The name Tibhirine means "gardens" in Berber -- specifically, vegetable gardens, the kind that grow in terraces irrigated by collected rainwater. For nearly sixty years, Trappist monks tended those gardens in the Atlas Mountains south of Algiers, living by the Rule of Saint Benedict among Muslim neighbors who became their friends, patients, and employers. Then, in March 1996, seven of the monks were kidnapped from the monastery during Algeria's civil war. They were killed two months later. The story of their lives and deaths became the subject of the 2010 film Of Gods and Men, but the full arc of this place stretches back much further than its tragedy.
Trappist presence in Algeria began in 1843, when monks from Aiguebelle Abbey in France established a monastery at Staoueli to teach modern agricultural techniques. That community grew quickly but collapsed in 1904, driven out by financial difficulties and France's new laws restricting religious congregations. Three decades later, in 1933, Trappists from Brestanica in modern-day Slovenia tried again, eventually settling in 1935 near Medea, 100 kilometers south of Algiers, in the Atlas mountain range. On March 7, 1938, they formally established the Abbey of Our Lady of Atlas close to a village that colonists had founded in 1848. The agricultural territory of Tib-Harins became Tibhirine after Algerian independence in 1962.

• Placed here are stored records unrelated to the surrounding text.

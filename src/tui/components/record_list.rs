//! # RecordList Component
//!
//! Navigable, filterable list of records.
//!
//! The list keeps its own copy of the records it shows. It never reads the
//! store directly; the view controller pushes a fresh copy with
//! `replace_items` after every append.
//!
//! ## Keys
//!
//! - `↑`/`k`, `↓`/`j`: move the highlight
//! - `home`/`g`, `end`/`G`, `pgup`, `pgdn`: jump
//! - `/`: start filtering by name; `enter` applies, `esc` clears
//! - `q`, `esc` (no filter), `ctrl+c`: quit
//!
//! The highlighted position is exposed as an index into the full item
//! sequence, so it stays meaningful while a filter hides some items.

use crossterm::event::{KeyCode, KeyEvent, KeyModifiers};
use log::debug;
use ratatui::Frame;
use ratatui::layout::{Alignment, Rect};
use ratatui::style::{Color, Modifier, Style};
use ratatui::text::{Line, Span};
use ratatui::widgets::{Block, BorderType, List, ListItem, ListState, Paragraph};

use crate::core::record::Record;
use crate::tui::component::{Component, EventHandler};
use crate::tui::event::TuiEvent;

const DEFAULT_PAGE_SIZE: usize = 10;

#[derive(Debug, Clone, Copy, PartialEq, Eq)]
pub enum FilterState {
    Unfiltered,
    /// Typing into the filter; keys go to the filter text.
    Filtering,
    FilterApplied,
}

/// Events emitted by the record list.
#[derive(Debug, Clone, PartialEq, Eq)]
pub enum ListEvent {
    Quit,
}

/// Render one list row. Pure so it can be tested without a terminal.
pub fn record_line(record: &Record, is_selected: bool) -> Line<'static> {
    let style = if is_selected {
        Style::default().add_modifier(Modifier::REVERSED)
    } else {
        Style::default()
    };
    Line::from(Span::styled(
        format!("{} - {}", record.name, record.color),
        style,
    ))
}

pub struct RecordList {
    items: Vec<Record>,
    filter: String,
    filter_state: FilterState,
    /// Indices into `items` that pass the filter, in order.
    visible: Vec<usize>,
    /// Highlight position within `visible`.
    cursor: usize,
    list_state: ListState,
    /// Rows shown by the last render, used for page jumps.
    page_size: usize,
}

impl RecordList {
    pub fn new(records: &[Record]) -> Self {
        let mut list = Self {
            items: Vec::new(),
            filter: String::new(),
            filter_state: FilterState::Unfiltered,
            visible: Vec::new(),
            cursor: 0,
            list_state: ListState::default(),
            page_size: DEFAULT_PAGE_SIZE,
        };
        list.replace_items(records);
        list
    }

    /// Swap in a new item sequence. The filter is re-applied and the
    /// highlight stays at the same position, clamped to the new length.
    pub fn replace_items(&mut self, records: &[Record]) {
        self.items = records.to_vec();
        self.refilter();
        self.clamp_cursor();
    }

    /// Index into the item sequence of the highlighted record.
    ///
    /// `None` when there are no items or the filter matches nothing.
    pub fn current_selection_index(&self) -> Option<usize> {
        self.visible.get(self.cursor).copied()
    }

    pub fn filter_state(&self) -> FilterState {
        self.filter_state
    }

    pub fn filter(&self) -> &str {
        &self.filter
    }

    /// Number of records passing the filter.
    pub fn visible_len(&self) -> usize {
        self.visible.len()
    }

    pub fn len(&self) -> usize {
        self.items.len()
    }

    pub fn is_empty(&self) -> bool {
        self.items.is_empty()
    }

    fn refilter(&mut self) {
        let needle = self.filter.to_lowercase();
        self.visible = self
            .items
            .iter()
            .enumerate()
            .filter(|(_, r)| needle.is_empty() || r.name.to_lowercase().contains(&needle))
            .map(|(i, _)| i)
            .collect();
    }

    fn clamp_cursor(&mut self) {
        self.cursor = self.cursor.min(self.visible.len().saturating_sub(1));
    }

    fn set_filter_text(&mut self, filter: String) {
        self.filter = filter;
        self.refilter();
        self.cursor = 0;
    }

    fn clear_filter(&mut self) {
        // Keep the highlighted record highlighted once everything is visible again
        let selected = self.current_selection_index();
        self.filter.clear();
        self.filter_state = FilterState::Unfiltered;
        self.refilter();
        self.cursor = selected.unwrap_or(0);
        self.clamp_cursor();
    }

    fn move_cursor(&mut self, delta: isize) {
        if self.visible.is_empty() {
            return;
        }
        let last = self.visible.len() - 1;
        self.cursor = self.cursor.saturating_add_signed(delta).min(last);
    }

    /// Keys that move the highlight, shared by both filter states.
    fn navigate(&mut self, code: KeyCode) {
        let page = self.page_size.max(1) as isize;
        match code {
            KeyCode::Up => self.move_cursor(-1),
            KeyCode::Down => self.move_cursor(1),
            KeyCode::PageUp => self.move_cursor(-page),
            KeyCode::PageDown => self.move_cursor(page),
            _ => {}
        }
    }

    fn handle_filter_key(&mut self, key: &KeyEvent) {
        match key.code {
            KeyCode::Esc => self.clear_filter(),
            KeyCode::Enter => {
                self.filter_state = if self.filter.is_empty() {
                    FilterState::Unfiltered
                } else {
                    FilterState::FilterApplied
                };
            }
            KeyCode::Backspace => {
                let mut filter = std::mem::take(&mut self.filter);
                filter.pop();
                self.set_filter_text(filter);
            }
            KeyCode::Char(c) if !key.modifiers.contains(KeyModifiers::CONTROL) => {
                let mut filter = std::mem::take(&mut self.filter);
                filter.push(c);
                self.set_filter_text(filter);
            }
            code => self.navigate(code),
        }
    }

    fn handle_browse_key(&mut self, key: &KeyEvent) -> Option<ListEvent> {
        match key.code {
            KeyCode::Char('q') => return Some(ListEvent::Quit),
            KeyCode::Esc if self.filter_state == FilterState::FilterApplied => self.clear_filter(),
            KeyCode::Esc => return Some(ListEvent::Quit),
            KeyCode::Char('/') => {
                debug!("Filtering started");
                self.filter_state = FilterState::Filtering;
            }
            KeyCode::Char('k') => self.move_cursor(-1),
            KeyCode::Char('j') => self.move_cursor(1),
            KeyCode::Home | KeyCode::Char('g') => self.cursor = 0,
            KeyCode::End | KeyCode::Char('G') => {
                self.cursor = self.visible.len().saturating_sub(1);
            }
            code => self.navigate(code),
        }
        None
    }
}

impl EventHandler for RecordList {
    type Event = ListEvent;

    fn handle_event(&mut self, event: &TuiEvent) -> Option<Self::Event> {
        if event.is_interrupt() {
            return Some(ListEvent::Quit);
        }
        match event {
            TuiEvent::Key(key) if self.filter_state == FilterState::Filtering => {
                self.handle_filter_key(key);
                None
            }
            TuiEvent::Key(key) => self.handle_browse_key(key),
            TuiEvent::Paste(text) if self.filter_state == FilterState::Filtering => {
                let filter = format!("{}{}", self.filter, text.replace('\n', ""));
                self.set_filter_text(filter);
                None
            }
            TuiEvent::Paste(_) | TuiEvent::Resize => None,
        }
    }
}

impl Component for RecordList {
    fn render(&mut self, frame: &mut Frame, area: Rect) {
        let title = match self.filter_state {
            FilterState::Unfiltered => " Records ".to_string(),
            FilterState::Filtering => format!(" Filter: {}_ ", self.filter),
            FilterState::FilterApplied => format!(" Filter: {} ", self.filter),
        };
        let block = Block::bordered()
            .border_type(BorderType::Rounded)
            .title(title);
        self.page_size = block.inner(area).height as usize;

        if self.visible.is_empty() {
            let message = if self.items.is_empty() {
                "No records."
            } else {
                "No matches."
            };
            let empty = Paragraph::new(message)
                .style(Style::default().fg(Color::DarkGray))
                .alignment(Alignment::Center)
                .block(block);
            frame.render_widget(empty, area);
            self.list_state.select(None);
            return;
        }

        let items: Vec<ListItem> = self
            .visible
            .iter()
            .enumerate()
            .map(|(pos, &i)| ListItem::new(record_line(&self.items[i], pos == self.cursor)))
            .collect();

        self.list_state.select(Some(self.cursor));
        frame.render_stateful_widget(List::new(items).block(block), area, &mut self.list_state);
    }
}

The monastery became an abbey in 1947, receiving the abbatial crozier from the old Staoueli Abbey -- a direct symbolic link across nearly a century of Trappist presence in Algeria. By 1951, around thirty monks lived there. The community shrank during the Algerian War, when Fellagha fighters raided the monastery in 1958, and by independence in 1962 only nine monks remained. The order considered closing the site, but fate intervened: the General Abbot of the Trappists, Dom Gabriel Sortais, died on the very night the closure decree was to be signed, and the decision was suspended. Eight new brothers arrived from French monasteries in 1964. Meanwhile, villagers from the mountain settlement of Tamesguida had moved down to Tibhirine for safety during the war, and the monastery's presence helped the village grow.
The monks lived in silence and prayer, their days structured by the Benedictine hours. But their relationship with Tibhirine was anything but cloistered. They taught French, employed villagers on the monastery farm, provided medical care, and distributed clothing and shoes to those in need. The bond between the Christian monks and their Muslim neighbors was not abstract interfaith dialogue but the practical intimacy of shared daily life. When the seven monks were beatified in 2018 -- along with twelve other martyrs of Algeria as the 19 martyrs of Algeria -- the ceremony in Oran was attended by Muslims as well as Christians. The shared grief reflected a shared history.
Two monks survived the kidnapping: Father Jean-Pierre and Father Amedee. They moved to the monastery's annex in Fez, Morocco, which the Trappist order elevated from a simple annex to an autonomous major priory -- acknowledging that the community of Our Lady of Atlas had not ended but relocated. In 2000, the monks moved again to a new monastery near Midelt, Morocco. Back in Tibhirine, the monastery buildings stood empty until 2016, when they were entrusted to the Chemin Neuf Community, a Catholic community from Lyon. The gardens still grow. The terraces still catch rain. The name Tibhirine still means what it always meant.
Located at 36.30N, 2.72E in the Atlas Mountains, approximately 100 km south of Algiers, near the city of Medea. The monastery sits in a mountainous, forested area at moderate elevation. Best viewed at 3,000-5,000 feet AGL. Nearest airport: DAAG (Houari Boumediene Airport, Algiers), approximately 100 km north. The Tibhirine Forest dominates the surrounding area.